◆ EXERCISE OBJECTIVE: The only acceptable reply is the number of lines in the material below that hold "Mutex".

________________

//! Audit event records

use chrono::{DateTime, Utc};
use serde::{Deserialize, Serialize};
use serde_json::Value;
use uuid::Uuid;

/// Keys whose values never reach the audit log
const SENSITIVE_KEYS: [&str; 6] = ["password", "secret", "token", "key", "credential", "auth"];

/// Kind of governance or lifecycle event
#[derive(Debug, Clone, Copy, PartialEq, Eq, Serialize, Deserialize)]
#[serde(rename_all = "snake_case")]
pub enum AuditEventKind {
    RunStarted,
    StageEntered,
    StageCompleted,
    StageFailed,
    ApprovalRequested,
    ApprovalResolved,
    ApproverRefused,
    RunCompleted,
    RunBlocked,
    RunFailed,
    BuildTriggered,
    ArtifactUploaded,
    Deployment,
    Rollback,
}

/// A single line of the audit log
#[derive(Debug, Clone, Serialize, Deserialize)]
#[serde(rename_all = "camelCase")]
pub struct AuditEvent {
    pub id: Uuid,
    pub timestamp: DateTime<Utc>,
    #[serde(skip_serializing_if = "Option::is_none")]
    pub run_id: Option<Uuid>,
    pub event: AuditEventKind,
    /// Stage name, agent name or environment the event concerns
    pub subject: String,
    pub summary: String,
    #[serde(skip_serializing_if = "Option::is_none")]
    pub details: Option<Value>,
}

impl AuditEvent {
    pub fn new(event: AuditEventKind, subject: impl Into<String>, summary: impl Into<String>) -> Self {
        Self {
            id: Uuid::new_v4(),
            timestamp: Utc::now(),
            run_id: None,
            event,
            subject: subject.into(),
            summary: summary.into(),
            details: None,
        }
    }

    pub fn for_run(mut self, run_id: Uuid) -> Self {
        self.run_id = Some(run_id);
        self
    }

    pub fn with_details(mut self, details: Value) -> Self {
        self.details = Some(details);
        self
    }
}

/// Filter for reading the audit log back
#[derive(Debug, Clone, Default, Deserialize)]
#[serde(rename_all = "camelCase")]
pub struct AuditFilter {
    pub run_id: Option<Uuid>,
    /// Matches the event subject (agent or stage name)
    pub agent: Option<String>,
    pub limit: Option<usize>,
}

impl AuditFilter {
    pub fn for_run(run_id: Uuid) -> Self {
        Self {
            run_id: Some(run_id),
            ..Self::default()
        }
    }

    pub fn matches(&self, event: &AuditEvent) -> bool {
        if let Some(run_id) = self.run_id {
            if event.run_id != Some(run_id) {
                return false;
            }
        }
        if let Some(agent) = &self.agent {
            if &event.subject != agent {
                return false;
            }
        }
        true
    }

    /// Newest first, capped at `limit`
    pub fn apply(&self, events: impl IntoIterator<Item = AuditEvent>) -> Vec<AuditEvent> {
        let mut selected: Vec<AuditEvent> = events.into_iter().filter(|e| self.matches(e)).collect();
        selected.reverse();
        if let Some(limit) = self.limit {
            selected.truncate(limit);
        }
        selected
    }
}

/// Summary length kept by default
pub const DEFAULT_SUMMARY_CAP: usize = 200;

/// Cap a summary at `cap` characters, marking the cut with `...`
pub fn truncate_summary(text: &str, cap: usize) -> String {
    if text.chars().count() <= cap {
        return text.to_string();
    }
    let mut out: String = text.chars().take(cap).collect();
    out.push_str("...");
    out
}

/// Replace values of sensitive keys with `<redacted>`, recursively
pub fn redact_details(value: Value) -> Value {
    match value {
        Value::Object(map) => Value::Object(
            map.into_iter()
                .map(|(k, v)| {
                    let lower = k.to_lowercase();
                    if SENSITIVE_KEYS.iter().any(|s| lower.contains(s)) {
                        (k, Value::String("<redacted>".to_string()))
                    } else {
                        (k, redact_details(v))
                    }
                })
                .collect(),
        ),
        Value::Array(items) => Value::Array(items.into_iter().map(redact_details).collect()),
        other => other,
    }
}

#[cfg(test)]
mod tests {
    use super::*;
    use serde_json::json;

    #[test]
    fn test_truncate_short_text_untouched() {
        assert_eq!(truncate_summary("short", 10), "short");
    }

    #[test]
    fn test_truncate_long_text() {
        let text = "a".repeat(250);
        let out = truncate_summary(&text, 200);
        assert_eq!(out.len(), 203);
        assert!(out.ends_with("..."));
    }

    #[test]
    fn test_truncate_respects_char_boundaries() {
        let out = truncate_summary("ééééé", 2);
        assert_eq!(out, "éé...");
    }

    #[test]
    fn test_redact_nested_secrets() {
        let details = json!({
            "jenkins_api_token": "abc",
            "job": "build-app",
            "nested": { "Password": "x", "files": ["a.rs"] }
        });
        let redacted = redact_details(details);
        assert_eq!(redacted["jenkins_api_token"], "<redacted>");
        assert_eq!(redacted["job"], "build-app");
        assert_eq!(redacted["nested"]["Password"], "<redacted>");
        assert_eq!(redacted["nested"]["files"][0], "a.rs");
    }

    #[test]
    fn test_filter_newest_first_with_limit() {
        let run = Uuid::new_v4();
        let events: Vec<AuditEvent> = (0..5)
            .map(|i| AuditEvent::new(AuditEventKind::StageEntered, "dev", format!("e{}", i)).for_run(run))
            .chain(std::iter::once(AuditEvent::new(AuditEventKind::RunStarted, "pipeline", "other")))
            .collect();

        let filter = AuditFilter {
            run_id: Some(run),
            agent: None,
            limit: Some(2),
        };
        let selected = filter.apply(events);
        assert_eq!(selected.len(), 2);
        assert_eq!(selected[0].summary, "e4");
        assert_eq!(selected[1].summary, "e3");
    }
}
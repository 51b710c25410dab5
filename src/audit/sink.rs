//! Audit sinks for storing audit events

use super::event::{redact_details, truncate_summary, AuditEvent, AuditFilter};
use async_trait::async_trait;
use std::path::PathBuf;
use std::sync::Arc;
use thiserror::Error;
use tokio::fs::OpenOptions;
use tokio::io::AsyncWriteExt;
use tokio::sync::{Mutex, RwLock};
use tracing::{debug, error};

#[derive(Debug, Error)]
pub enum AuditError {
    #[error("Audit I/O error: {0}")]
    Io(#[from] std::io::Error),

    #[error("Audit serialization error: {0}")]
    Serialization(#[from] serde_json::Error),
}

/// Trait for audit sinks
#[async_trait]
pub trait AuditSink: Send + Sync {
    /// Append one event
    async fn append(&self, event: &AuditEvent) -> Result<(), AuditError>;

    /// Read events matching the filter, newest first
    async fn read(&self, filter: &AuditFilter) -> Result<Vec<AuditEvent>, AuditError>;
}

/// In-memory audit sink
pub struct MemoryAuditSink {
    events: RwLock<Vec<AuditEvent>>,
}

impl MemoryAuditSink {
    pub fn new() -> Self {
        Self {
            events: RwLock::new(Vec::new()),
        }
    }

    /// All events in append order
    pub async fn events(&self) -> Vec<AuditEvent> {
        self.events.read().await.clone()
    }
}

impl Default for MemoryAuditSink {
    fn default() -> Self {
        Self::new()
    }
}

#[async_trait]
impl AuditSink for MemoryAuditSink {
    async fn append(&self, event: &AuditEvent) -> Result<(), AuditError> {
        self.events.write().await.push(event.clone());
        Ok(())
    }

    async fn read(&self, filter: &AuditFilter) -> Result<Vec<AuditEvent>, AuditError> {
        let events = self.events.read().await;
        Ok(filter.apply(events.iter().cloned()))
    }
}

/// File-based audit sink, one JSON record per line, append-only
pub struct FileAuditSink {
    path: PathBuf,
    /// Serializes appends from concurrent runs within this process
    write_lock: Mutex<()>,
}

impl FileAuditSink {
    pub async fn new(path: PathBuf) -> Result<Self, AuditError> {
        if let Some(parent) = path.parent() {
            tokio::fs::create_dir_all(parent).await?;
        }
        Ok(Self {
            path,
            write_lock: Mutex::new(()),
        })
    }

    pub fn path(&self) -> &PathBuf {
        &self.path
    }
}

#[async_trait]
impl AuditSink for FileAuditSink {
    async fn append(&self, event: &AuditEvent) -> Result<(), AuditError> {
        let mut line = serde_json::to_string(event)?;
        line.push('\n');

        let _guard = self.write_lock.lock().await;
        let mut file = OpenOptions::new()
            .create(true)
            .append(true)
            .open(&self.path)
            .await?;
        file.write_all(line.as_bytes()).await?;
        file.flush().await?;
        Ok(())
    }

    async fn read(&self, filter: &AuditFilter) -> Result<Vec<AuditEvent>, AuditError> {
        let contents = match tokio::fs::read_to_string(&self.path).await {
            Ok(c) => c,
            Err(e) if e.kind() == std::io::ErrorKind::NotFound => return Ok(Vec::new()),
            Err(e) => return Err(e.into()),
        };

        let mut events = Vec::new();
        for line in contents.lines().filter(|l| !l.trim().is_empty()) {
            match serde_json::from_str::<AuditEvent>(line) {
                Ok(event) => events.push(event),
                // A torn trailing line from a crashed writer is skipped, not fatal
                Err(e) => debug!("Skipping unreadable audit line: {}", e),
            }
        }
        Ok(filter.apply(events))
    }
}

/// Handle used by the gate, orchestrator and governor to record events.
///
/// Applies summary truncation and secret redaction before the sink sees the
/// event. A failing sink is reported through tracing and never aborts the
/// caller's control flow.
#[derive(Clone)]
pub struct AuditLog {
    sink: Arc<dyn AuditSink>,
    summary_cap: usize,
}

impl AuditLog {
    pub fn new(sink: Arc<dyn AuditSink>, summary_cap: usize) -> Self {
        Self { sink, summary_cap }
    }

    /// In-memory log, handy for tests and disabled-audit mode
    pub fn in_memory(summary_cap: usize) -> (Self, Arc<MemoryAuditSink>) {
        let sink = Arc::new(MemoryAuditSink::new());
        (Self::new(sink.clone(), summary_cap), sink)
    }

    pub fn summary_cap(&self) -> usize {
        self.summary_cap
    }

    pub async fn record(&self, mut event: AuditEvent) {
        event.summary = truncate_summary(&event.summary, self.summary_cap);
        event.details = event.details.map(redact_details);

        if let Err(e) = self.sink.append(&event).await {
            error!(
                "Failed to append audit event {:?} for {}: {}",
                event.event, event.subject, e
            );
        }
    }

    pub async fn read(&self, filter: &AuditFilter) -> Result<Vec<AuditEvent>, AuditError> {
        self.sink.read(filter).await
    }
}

________________

◆ THE COMPLETED TASK: 3